Le Parti communiste libanais PCL participe à la résistance contre l’occupation
israélienne, résistance politique, sociale, mais aussi armée, malgré le peu de
moyens dont il dispose. Nous avons passé une journée entière à Jamaliya, dans la
vallée de la Bekaa, où 7 militants communistes sont tombés les armes à la main lors
d’une opération israélienne en août 2006. Nous avons aussi rencontré Khaled Hadadeh,
secrétaire général du PCL.
Est-ce que la diplomatie française sous Sarkozy est différente de celle de Chirac ou
de Bush concernant le Moyen Orient ?
On constate une modification de la façon dont le gouvernement français exerce sa
politique au Liban et au Moyen Orient en général, mais ce n’est pas un changement
important. C’est plutôt une réponse à ce qui s’est passé en Irak. Avec le recul de
la mainmise nord américaine, il semble que l’Union européenne essaie de profiter de
cette faiblesse pour regagner un peu de terrain perdu. J’ai l’impression que le
nouveau gouvernement français essaie de compenser ce qu’il a perdu pendant
l’occupation de l’Irak et la chute de Saddam Hussein, mais cela ne change pas grande
chose dans le conflit israélo-arabe. L’Union européenne a toujours les mêmes
relations, les mêmes points de vue dans l’ensemble que le gouvernement nord
américain, comme s’ils étaient en train de se compléter pour défendre les intérêts
d’Israël dans la région. La solution de paix, prônée par l’UE et le gouvernement
américain, vise à préserver les intérêts
israéliens militaires et politiques dans la région.
Dans un communiqué de presse récent, le PCL se dit partisan d’une modification de la
constitution pour changer le modèle confessionnel au Liban. Pourquoi ?
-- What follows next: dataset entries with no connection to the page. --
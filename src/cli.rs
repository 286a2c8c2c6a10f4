//! CLI definitions using clap.

#![deny(clippy::unwrap_used)]
#![deny(clippy::expect_used)]
#![deny(clippy::panic)]

use std::path::PathBuf;

use clap::{Parser, Subcommand};
use habsync_config::DEFAULT_CONFIG_FILE;
use habsync_reconciler::StageName;

/// habsync - keep an identity directory and a board system in line with a user stock
#[derive(Parser, Debug)]
#[command(name = "habsync")]
#[command(version)]
#[command(
    about = "Converge an identity directory and a kanban board system towards a declared user stock"
)]
#[command(
    long_about = "habsync reads a desired user stock and creates, enables, disables and grants \
                  accounts in the identity directory and the board system until both match it. \
                  Every run is idempotent: a second run over the same stock changes nothing."
)]
pub struct Cli {
    /// Main configuration file; `config.d/*.toml` next to it is merged after it
    #[arg(long, env = "HABSYNC_MAIN_CONFIG", default_value = DEFAULT_CONFIG_FILE)]
    pub main_config: PathBuf,

    /// Override file merged last
    #[arg(short, long, env = "HABSYNC_CONFIG")]
    pub config: Option<PathBuf>,

    #[command(subcommand)]
    pub command: Commands,
}

#[derive(Subcommand, Debug)]
pub enum Commands {
    /// Reconcile both systems with the desired stock
    Run {
        /// Stop after this stage (see `habsync stages`)
        #[arg(long)]
        stop_after: Option<StageName>,

        /// Compute and log every plan without changing anything
        #[arg(long, default_value_t = false)]
        dry_run: bool,
    },

    /// Load and validate the configuration, then exit
    CheckConfig,

    /// List the pipeline stages in execution order
    Stages,
}
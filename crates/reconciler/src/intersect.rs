//! Three-way set comparison, the diff kernel of every reconciler.

use std::collections::HashSet;
use std::hash::Hash;

/// Partition of the union of two key collections.
#[derive(Debug, Clone, PartialEq, Eq)]
pub struct Intersection<K> {
    /// Keys present on both sides.
    pub both: Vec<K>,
    /// Keys only present in the current state: candidates for revoke or disable.
    pub only_current: Vec<K>,
    /// Keys only present in the desired state: candidates for grant or create.
    pub only_desired: Vec<K>,
}

impl<K> Intersection<K> {
    /// Whether the two sides already hold the same keys.
    #[must_use]
    pub fn is_converged(&self) -> bool {
        self.only_current.is_empty() && self.only_desired.is_empty()
    }
}

impl<K> Default for Intersection<K> {
    fn default() -> Self {
        Self {
            both: Vec::new(),
            only_current: Vec::new(),
            only_desired: Vec::new(),
        }
    }
}

/// Compare `current` against `desired` in O(n + m).
///
/// Duplicates are collapsed. Output order follows first appearance, current
/// side first, and carries no meaning.
pub fn intersect<K, C, D>(current: C, desired: D) -> Intersection<K>
where
    K: Eq + Hash + Clone,
    C: IntoIterator<Item = K>,
    D: IntoIterator<Item = K>,
{
    let desired: Vec<K> = dedup(desired);
    let desired_set: HashSet<&K> = desired.iter().collect();
    let current: Vec<K> = dedup(current);
    let current_set: HashSet<&K> = current.iter().collect();

    let (both, only_current): (Vec<K>, Vec<K>) = current
        .iter()
        .cloned()
        .partition(|key| desired_set.contains(key));
    let only_desired = desired
        .iter()
        .filter(|key| !current_set.contains(key))
        .cloned()
        .collect();

    Intersection {
        both,
        only_current,
        only_desired,
    }
}

fn dedup<K, I>(keys: I) -> Vec<K>
where
    K: Eq + Hash + Clone,
    I: IntoIterator<Item = K>,
{
    let mut seen = HashSet::new();
    keys.into_iter()
        .filter(|key| seen.insert(key.clone()))
        .collect()
}
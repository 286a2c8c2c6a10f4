//! # habsync-core
//!
//! Shared vocabulary of the habsync crates: the error taxonomy every
//! collaborator speaks, the two-variant [`Outcome`] returned by idempotent
//! mutations, and the typed identifiers of both administered systems.

pub mod error;
pub mod ids;
pub mod outcome;
pub mod result;

pub use error::{EntityKind, Error};
pub use ids::{BoardId, BoardSlug, CardId, ClientId, LabelId, RuleId, UserId, Username};
pub use outcome::Outcome;
pub use result::{Result, ResultExt};
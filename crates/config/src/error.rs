//! Configuration errors.
//!
//! Reading and parsing stop at the first broken file. Validation never does:
//! every problem of the merged document ends up in [`ConfigError::Invalid`].

use std::fmt;
use std::path::PathBuf;

use itertools::Itertools;
use thiserror::Error;

/// Result type alias for configuration loading.
pub type Result<T> = std::result::Result<T, ConfigError>;

/// One validation problem, located by its dotted field path.
#[derive(Debug, Clone, PartialEq, Eq)]
pub struct Problem {
    pub field: String,
    pub message: String,
}

impl Problem {
    pub fn new(field: impl Into<String>, message: impl Into<String>) -> Self {
        Self {
            field: field.into(),
            message: message.into(),
        }
    }
}

impl fmt::Display for Problem {
    fn fmt(&self, f: &mut fmt::Formatter<'_>) -> fmt::Result {
        write!(f, "{}: {}", self.field, self.message)
    }
}

#[derive(Debug, Error)]
pub enum ConfigError {
    #[error("failed to read config file '{path}': {reason}")]
    Read { path: PathBuf, reason: String },

    #[error("failed to parse config file '{path}': {reason}")]
    Parse { path: PathBuf, reason: String },

    #[error("invalid configuration:\n  {}", .problems.iter().join("\n  "))]
    Invalid { problems: Vec<Problem> },
}

impl ConfigError {
    /// Create a read error.
    pub fn read(path: impl Into<PathBuf>, reason: impl Into<String>) -> Self {
        Self::Read {
            path: path.into(),
            reason: reason.into(),
        }
    }

    /// Create a parse error.
    pub fn parse(path: impl Into<PathBuf>, reason: impl Into<String>) -> Self {
        Self::Parse {
            path: path.into(),
            reason: reason.into(),
        }
    }

    /// Problems found by validation, empty for read and parse errors.
    #[must_use]
    pub fn problems(&self) -> &[Problem] {
        match self {
            Self::Invalid { problems } => problems,
            Self::Read { .. } | Self::Parse { .. } => &[],
        }
    }
}
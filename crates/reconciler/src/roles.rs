//! Per-user, per-client role convergence in the identity directory.
//!
//! Grants and revokes are best effort: one failing role is recorded and the
//! remaining roles of the batch are still submitted. A user's field update
//! is all-or-nothing and gates the role pass of that user.

use std::collections::BTreeSet;
use std::sync::Arc;

use async_trait::async_trait;
use habsync_core::{ClientId, Error, Result, ResultExt, UserId, Username};
use tracing::{debug, info, warn};

use crate::desired::DesiredUser;
use crate::directory::{DirectoryUser, IdentityDirectory, UserFields};
use crate::intersect::intersect;
use crate::report::StageReport;
use crate::stage::{Stage, StageContext, StageName};

/// Roles to grant and revoke for one user on one client.
#[derive(Debug, Clone, Default, PartialEq, Eq)]
pub struct RoleDiff {
    pub grant: Vec<String>,
    pub revoke: Vec<String>,
}

impl RoleDiff {
    #[must_use]
    pub fn is_empty(&self) -> bool {
        self.grant.is_empty() && self.revoke.is_empty()
    }
}

/// Compare a user's current roles with the desired ones.
pub fn diff_roles<C, D>(current: C, desired: D) -> RoleDiff
where
    C: IntoIterator<Item = String>,
    D: IntoIterator<Item = String>,
{
    let split = intersect(current, desired);
    RoleDiff {
        grant: split.only_desired,
        revoke: split.only_current,
    }
}

/// A directory client resolved to its internal id.
#[derive(Debug, Clone, PartialEq, Eq)]
pub struct ManagedClient {
    pub name: String,
    pub id: ClientId,
}

/// Resolve a client name; a missing client is foundational.
///
/// # Errors
///
/// Returns `NoSuchClient` when the directory does not know the client.
pub async fn resolve_client(directory: &dyn IdentityDirectory, name: &str) -> Result<ManagedClient> {
    match directory.resolve_client_id(name).await {
        Ok(id) => Ok(ManagedClient {
            name: name.to_string(),
            id,
        }),
        Err(Error::NotFound { .. }) => Err(Error::no_such_client(name)),
        Err(e) => Err(e),
    }
}

/// # Errors
///
/// Fails on the first client that cannot be resolved.
pub async fn resolve_clients(
    directory: &dyn IdentityDirectory,
    names: &[String],
) -> Result<Vec<ManagedClient>> {
    let mut clients = Vec::with_capacity(names.len());
    for name in names {
        clients.push(resolve_client(directory, name).await?);
    }
    Ok(clients)
}

/// Applies role diffs against the directory.
pub struct RoleReconciler<'a> {
    directory: &'a dyn IdentityDirectory,
}

impl<'a> RoleReconciler<'a> {
    pub fn new(directory: &'a dyn IdentityDirectory) -> Self {
        Self { directory }
    }

    /// Define a brand-new role on a client.
    ///
    /// # Errors
    ///
    /// `NoSuchClient` when the client cannot be resolved, `DuplicateRole`
    /// when the role is already defined.
    pub async fn create_role(&self, client_name: &str, role: &str) -> Result<()> {
        let client = resolve_client(self.directory, client_name).await?;
        let existing = self.directory.list_client_roles(&client.id).await?;
        if existing.iter().any(|r| r.name == role) {
            return Err(Error::duplicate_role(client_name, role));
        }
        self.directory.create_role(&client.id, role).await?;
        info!(client = client_name, role, "created client role");
        Ok(())
    }

    /// Submit every grant, then every revoke, each on its own.
    ///
    /// # Errors
    ///
    /// Only foundational failures stop the batch.
    pub async fn apply(
        &self,
        user_id: &UserId,
        username: &Username,
        client: &ManagedClient,
        diff: &RoleDiff,
        report: &mut StageReport,
    ) -> Result<()> {
        for role in &diff.grant {
            match self
                .directory
                .grant_role(user_id, &client.id, role)
                .await
                .entity_scoped()?
            {
                Ok(()) => {
                    info!(username = %username, client = %client.name, role = %role, "granted role");
                    report.record_change();
                }
                Err(e) => {
                    warn!(username = %username, client = %client.name, role = %role, error = %e, "failed to grant role");
                    report.record_failure(format!("{username}/{}/{role}", client.name), "grant role", e);
                }
            }
        }
        for role in &diff.revoke {
            match self
                .directory
                .revoke_role(user_id, &client.id, role)
                .await
                .entity_scoped()?
            {
                Ok(()) => {
                    info!(username = %username, client = %client.name, role = %role, "revoked role");
                    report.record_change();
                }
                Err(e) => {
                    warn!(username = %username, client = %client.name, role = %role, error = %e, "failed to revoke role");
                    report.record_failure(format!("{username}/{}/{role}", client.name), "revoke role", e);
                }
            }
        }
        Ok(())
    }

    /// Grant a freshly created user the roles it is declared with.
    ///
    /// # Errors
    ///
    /// Only foundational failures are returned.
    pub async fn grant_desired(
        &self,
        user_id: &UserId,
        desired: &DesiredUser,
        clients: &[ManagedClient],
        report: &mut StageReport,
    ) -> Result<()> {
        for client in clients {
            let diff = diff_roles(Vec::new(), desired.roles_for(&client.name));
            self.apply(user_id, &desired.username, client, &diff, report)
                .await?;
        }
        Ok(())
    }

    /// Revoke every role the user holds on `client`.
    ///
    /// # Errors
    ///
    /// Only foundational failures are returned.
    pub async fn revoke_all(
        &self,
        user_id: &UserId,
        username: &Username,
        client: &ManagedClient,
        report: &mut StageReport,
    ) -> Result<()> {
        let current = match self
            .directory
            .list_user_roles(user_id, &client.id)
            .await
            .entity_scoped()?
        {
            Ok(roles) => roles,
            Err(e) => {
                report.record_failure(format!("{username}/{}", client.name), "list user roles", e);
                return Ok(());
            }
        };
        let diff = diff_roles(current.into_iter().map(|r| r.name), Vec::new());
        self.apply(user_id, username, client, &diff, report).await
    }

    /// Converge names, attributes and roles of one existing user.
    ///
    /// The account-management client is always fully revoked.
    ///
    /// # Errors
    ///
    /// Only foundational failures are returned.
    pub async fn converge_user(
        &self,
        user: &DirectoryUser,
        desired: &DesiredUser,
        clients: &[ManagedClient],
        account_client: &ManagedClient,
        report: &mut StageReport,
    ) -> Result<()> {
        let fields = UserFields {
            first_name: desired.given_name.clone(),
            last_name: desired.surname.clone(),
            attributes: desired.attributes.clone(),
        };
        if !fields.matches(user) {
            match self
                .directory
                .update_user(&user.id, &fields)
                .await
                .entity_scoped()?
            {
                Ok(()) => {
                    info!(username = %user.username, "updated user name and attributes");
                    report.record_change();
                }
                Err(e) => {
                    warn!(username = %user.username, error = %e, "failed to update user, skipping its roles");
                    report.record_failure(user.username.to_string(), "update user", e);
                    return Ok(());
                }
            }
        }

        for client in clients {
            let current = match self
                .directory
                .list_user_roles(&user.id, &client.id)
                .await
                .entity_scoped()?
            {
                Ok(roles) => roles,
                Err(e) => {
                    report.record_failure(format!("{}/{}", user.username, client.name), "list user roles", e);
                    continue;
                }
            };
            let diff = diff_roles(
                current.into_iter().map(|r| r.name),
                desired.roles_for(&client.name),
            );
            if diff.is_empty() {
                report.record_unchanged();
                continue;
            }
            debug!(username = %user.username, client = %client.name, grant = ?diff.grant, revoke = ?diff.revoke, "role diff");
            self.apply(&user.id, &user.username, client, &diff, report)
                .await?;
        }

        self.revoke_all(&user.id, &user.username, account_client, report)
            .await
    }
}

/// Creates every role the desired state names on a managed client.
pub struct DirectoryRolesStage {
    directory: Arc<dyn IdentityDirectory>,
}

impl DirectoryRolesStage {
    pub fn new(directory: Arc<dyn IdentityDirectory>) -> Self {
        Self { directory }
    }
}

#[async_trait]
impl Stage for DirectoryRolesStage {
    fn name(&self) -> StageName {
        StageName::DirectoryRoles
    }

    async fn run(&self, ctx: &StageContext<'_>) -> Result<StageReport> {
        let mut report = StageReport::new(self.name());
        let roles = RoleReconciler::new(self.directory.as_ref());

        for client in resolve_clients(self.directory.as_ref(), &ctx.config.role_clients).await? {
            let existing: BTreeSet<String> = self
                .directory
                .list_client_roles(&client.id)
                .await?
                .into_iter()
                .map(|r| r.name)
                .collect();
            let wanted = ctx.desired.roles_for(&client.name);
            let missing = intersect(existing, wanted).only_desired;

            if missing.is_empty() {
                report.record_unchanged();
            }
            for role in missing {
                ctx.cancel.check()?;
                match roles.create_role(&client.name, &role).await.entity_scoped()? {
                    Ok(()) => report.record_change(),
                    Err(e) => {
                        warn!(client = %client.name, role = %role, error = %e, "failed to create role");
                        report.record_failure(format!("{}/{role}", client.name), "create role", e);
                    }
                }
            }
        }
        Ok(report)
    }
}

/// Converges fields and roles of every desired user already in the directory.
pub struct DirectoryUserRolesStage {
    directory: Arc<dyn IdentityDirectory>,
}

impl DirectoryUserRolesStage {
    pub fn new(directory: Arc<dyn IdentityDirectory>) -> Self {
        Self { directory }
    }
}

#[async_trait]
impl Stage for DirectoryUserRolesStage {
    fn name(&self) -> StageName {
        StageName::DirectoryUserRoles
    }

    async fn run(&self, ctx: &StageContext<'_>) -> Result<StageReport> {
        let mut report = StageReport::new(self.name());
        let directory = self.directory.as_ref();
        let clients = resolve_clients(directory, &ctx.config.role_clients).await?;
        let account_client = resolve_client(directory, &ctx.config.account_client).await?;
        let roles = RoleReconciler::new(directory);

        let users = directory.list_users().await?;
        for user in users
            .iter()
            .filter(|u| !ctx.config.protected_users.contains(&u.username))
        {
            let Some(desired) = ctx.desired.get(&user.username) else {
                continue;
            };
            ctx.cancel.check()?;
            roles
                .converge_user(user, desired, &clients, &account_client, &mut report)
                .await?;
        }

        if report.changes == 0 && report.failures.is_empty() {
            info!("directory roles already converged");
        }
        Ok(report)
    }
}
Le modèle confessionnel au Liban est à l’origine de problèmes et de guerres civiles
depuis la création du grand Liban en 1926. C’est le représentant du mandat français
au Liban qui l’a imposé et jusqu’à aujourd’hui les guerres civiles à caractère
confessionnel se succèdent. La classe politique au Liban est comme une classe de
féodaux, où des groupes humains géographiquement bien délimités suivent un chef
politique ou tribal et où le régime libanais reflète une union de ces chefs féodaux
qui représentent les intérêts de leur propre groupe communautaire. En plus, cette
logique pousse les chefs de sectes à chercher l’appui de forces étrangères pour
consolider leur pouvoir. Cette composition confessionnelle rend le Liban instable,
ce qui est renforcé encore par l’instabilité régionale. N’importe quel changement
dans le rapport de force régional se reflète au Liban en guerre civile, parce que le
Liban est le maillon faible de
la région avec le système politique le plus fragile. Nous pensons que ce système
confessionnel et clientéliste est devenu la cause principale du problème du Liban.
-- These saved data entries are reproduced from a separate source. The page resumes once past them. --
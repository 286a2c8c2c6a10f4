//! In-memory collaborators.
//!
//! Both keep their whole state in one serializable snapshot, so a run can be
//! rehearsed offline against a JSON dump of the real systems.

mod boards;
mod directory;

use std::path::Path;

use habsync_core::{Error, Result};
use serde::Serialize;
use serde::de::DeserializeOwned;
use tokio::sync::RwLock;

pub use boards::{BoardsSnapshot, InMemoryBoards};
pub use directory::{DirectorySnapshot, InMemoryDirectory, SnapshotClient};

fn new_id() -> String {
    ulid::Ulid::new().to_string().to_lowercase()
}

async fn read_snapshot<T: DeserializeOwned>(path: &Path) -> Result<T> {
    let raw = tokio::fs::read_to_string(path)
        .await
        .map_err(|e| Error::transport(format!("read {}", path.display()), e.to_string()))?;
    serde_json::from_str(&raw)
        .map_err(|e| Error::invalid_input(format!("snapshot {}: {e}", path.display())))
}

async fn write_snapshot<T: Serialize>(path: &Path, value: &T) -> Result<()> {
    let raw = serde_json::to_string_pretty(value)
        .map_err(|e| Error::invalid_input(format!("snapshot {}: {e}", path.display())))?;
    tokio::fs::write(path, raw)
        .await
        .map_err(|e| Error::transport(format!("write {}", path.display()), e.to_string()))
}

#[derive(Debug, Clone)]
struct Fault {
    operation: &'static str,
    key: Option<String>,
    error: Error,
}

/// Failures armed by tests, keyed by operation name and optional entity key.
#[derive(Debug, Default)]
struct Faults {
    armed: RwLock<Vec<Fault>>,
}

impl Faults {
    async fn arm(&self, operation: &'static str, key: Option<String>, error: Error) {
        self.armed.write().await.push(Fault { operation, key, error });
    }

    async fn clear(&self) {
        self.armed.write().await.clear();
    }

    async fn check(&self, operation: &str, key: &str) -> Result<()> {
        let armed = self.armed.read().await;
        match armed
            .iter()
            .find(|f| f.operation == operation && f.key.as_deref().is_none_or(|k| k == key))
        {
            Some(fault) => Err(fault.error.clone()),
            None => Ok(()),
        }
    }
}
Nous proposons un début de solution pour établir un système laïc et démocratique au
Liban, en se basant sur une réforme politique qui abandonnerait le système
confessionnel et qui établirait une nouvelle loi électorale, basée sur la
proportionnalité. Un Sénat pourrait alors représenter les intérêts des différentes
confessions.
Le PCL s’est déclaré partisan de la résistance contre Israël ?
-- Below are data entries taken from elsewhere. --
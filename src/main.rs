//! # habsync
//!
//! Entry point of the reconciliation CLI.
//!
//! ## Exit codes
//!
//! - `0`: the run finished without failures
//! - `1`: configuration, input or foundational failure; the error chain is printed
//! - `2`: the run finished but some entities could not be converged
//! - `130`: the run was cancelled with Ctrl+C

#![forbid(unsafe_code)]
#![deny(clippy::unwrap_used)]
#![deny(clippy::panic)]
#![deny(clippy::expect_used)]

use std::process::ExitCode;

use clap::Parser;

use habsync::cli::Cli;
use habsync::commands::{execute_command, is_cancelled};

const EXIT_CANCELLED: u8 = 130;

#[tokio::main]
async fn main() -> ExitCode {
    let cli = Cli::parse();

    match execute_command(cli).await {
        Ok(code) => code,
        Err(error) => {
            for (depth, cause) in error.chain().enumerate() {
                eprintln!("{depth}: {cause}");
            }
            if is_cancelled(&error) {
                ExitCode::from(EXIT_CANCELLED)
            } else {
                ExitCode::FAILURE
            }
        }
    }
}
//! Result type definition and the entity-scoping combinator.

use crate::error::Error;

/// The standard Result type for habsync operations.
pub type Result<T> = std::result::Result<T, Error>;

/// Extension trait sorting errors into the two propagation families.
pub trait ResultExt<T> {
    /// Keep entity-level errors as an inner value and propagate the rest.
    ///
    /// `Ok(Ok(v))` is a success, `Ok(Err(e))` an entity-level failure the
    /// caller records before moving to the next entity, and `Err(e)` a
    /// foundational failure that must stop the caller.
    ///
    /// # Errors
    ///
    /// Returns the original error when it is not entity-level.
    fn entity_scoped(self) -> Result<Result<T>>;
}

impl<T> ResultExt<T> for Result<T> {
    fn entity_scoped(self) -> Result<Result<T>> {
        match self {
            Ok(value) => Ok(Ok(value)),
            Err(e) if e.is_entity_level() => Ok(Err(e)),
            Err(e) => Err(e),
        }
    }
}
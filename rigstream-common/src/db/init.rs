//! Database initialization
//!
//! Opens (creating if needed) the SQLite file that backs the event store and
//! makes sure the `drilling_events` table exists. The table is append-only and
//! ordered implicitly by insertion; `priority` is deliberately not a column.

use crate::Result;
use sqlx::{sqlite::SqlitePoolOptions, SqlitePool};
use std::path::Path;
use tracing::info;

/// Busy timeout applied to every connection, in milliseconds
pub const BUSY_TIMEOUT_MS: u32 = 5000;

/// Initialize database connection and create tables if needed
pub async fn init_database(db_path: &Path) -> Result<SqlitePool> {
    let newly_created = !db_path.exists();

    // Create parent directory if it doesn't exist
    if let Some(parent) = db_path.parent() {
        if !parent.as_os_str().is_empty() {
            std::fs::create_dir_all(parent)?;
        }
    }

    let db_url = format!("sqlite://{}?mode=rwc", db_path.display());
    let pool = SqlitePoolOptions::new()
        .max_connections(10)
        .min_connections(1)
        .connect(&db_url)
        .await?;

    if newly_created {
        info!("Initialized new database: {}", db_path.display());
    } else {
        info!("Opened existing database: {}", db_path.display());
    }

    // WAL lets history/export readers proceed while an append is in flight
    sqlx::query("PRAGMA journal_mode = WAL")
        .execute(&pool)
        .await?;

    let pragma_sql = format!("PRAGMA busy_timeout = {}", BUSY_TIMEOUT_MS);
    sqlx::query(&pragma_sql).execute(&pool).await?;

    create_drilling_events_table(&pool).await?;

    Ok(pool)
}

/// Create the drilling_events table
///
/// Columns match the canonical event field order exactly. Alert flags are
/// stored as INTEGER 0/1.
pub async fn create_drilling_events_table(pool: &SqlitePool) -> Result<()> {
    sqlx::query(
        r#"
        CREATE TABLE IF NOT EXISTS drilling_events (
            timestamp TEXT NOT NULL,
            bit_depth REAL NOT NULL,
            wobs REAL NOT NULL,
            rpm REAL NOT NULL,
            torque REAL NOT NULL,
            flow_rate REAL NOT NULL,
            mud_density REAL NOT NULL,
            annular_pressure REAL NOT NULL,
            predicted_rop REAL NOT NULL,
            mechanical_sticking_alert INTEGER NOT NULL,
            differential_sticking_alert INTEGER NOT NULL,
            hole_cleaning_alert INTEGER NOT NULL,
            mud_loss_alert INTEGER NOT NULL
        )
        "#,
    )
    .execute(pool)
    .await?;

    sqlx::query(
        "CREATE INDEX IF NOT EXISTS idx_drilling_events_timestamp ON drilling_events(timestamp)",
    )
    .execute(pool)
    .await?;

    Ok(())
}
//! rigstream-ingest library
//!
//! Drilling telemetry ingestion: samples are analyzed, persisted, classified
//! and pushed to live subscribers; history and CSV export are served from
//! the same store.

use axum::Router;
use std::sync::Arc;
use tower_http::cors::CorsLayer;
use tower_http::trace::TraceLayer;

pub mod analyzer;
pub mod api;
pub mod config;
pub mod pipeline;
pub mod query;
pub mod registry;
pub mod store;

use analyzer::Analyzer;
use config::IngestSettings;
use pipeline::IngestionPipeline;
use query::QueryService;
use registry::SubscriberRegistry;
use store::EventStore;

/// Application state shared across HTTP handlers
#[derive(Clone)]
pub struct AppState {
    pub pipeline: Arc<IngestionPipeline>,
    pub query: QueryService,
    pub registry: Arc<SubscriberRegistry>,
}

impl AppState {
    /// Wire analyzer, store and a fresh subscriber registry together
    pub fn new(
        analyzer: Arc<dyn Analyzer>,
        store: Arc<dyn EventStore>,
        settings: &IngestSettings,
    ) -> Self {
        let registry = SubscriberRegistry::new(settings.subscriber_buffer);
        let pipeline = Arc::new(IngestionPipeline::new(
            analyzer,
            Arc::clone(&store),
            Arc::clone(&registry),
            settings.analyzer_timeout(),
        ));
        let query = QueryService::new(
            store,
            settings.history_default_limit,
            settings.history_max_limit,
        );

        Self {
            pipeline,
            query,
            registry,
        }
    }
}

/// Build application router
pub fn build_router(state: AppState) -> Router {
    use axum::routing::{get, post};

    Router::new()
        .route("/ingest", post(api::ingest_sample))
        .route("/history", get(api::get_history))
        .route("/export", get(api::export_csv))
        .route("/events", get(api::event_stream))
        .route("/build_info", get(api::get_build_info))
        .merge(api::health_routes())
        .with_state(state)
        // Dashboards are served from a different origin
        .layer(CorsLayer::permissive())
        .layer(TraceLayer::new_for_http())
}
Le Parti communiste ne soutient pas seulement la résistance, nous avons initié la
résistance. Nous avons commencé dans les années 60 avec la création de la garde
populaire pour faire face aux agressions israéliennes au Liban. Lors de l’invasion
israélienne au Liban en 1982, le Parti et d’autres organisations communistes ont
lancé le Front de la résistance nationale libanaise qui a libéré Beyrouth et la
partie du Liban occupé jusqu’à la rivière Litani entre 1982 et 1985. La résistance
contre l’occupation étrangère fait partie de notre culture et de notre histoire.
Nous luttons également pour un changement démocratique à l’intérieur du Liban. Ce
qui distingue notre résistance nationale par rapport à la résistance actuelle
dominée par le Hezbollah, est que la résistance que nous voulons est une résistance
avec un aspect national global et pas un aspect confessionnel. La résistance qu’on a
voulu est une résistance qui fait le
lien entre la libération des territoires occupés et le changement démocratique laïc
interne au Liban. Mais nous nous considérons toujours comme faisant partie de la
résistance, même si notre participation dans la dernière période est plus ou moins
faible en raison de la faiblesse de nos moyens logistiques.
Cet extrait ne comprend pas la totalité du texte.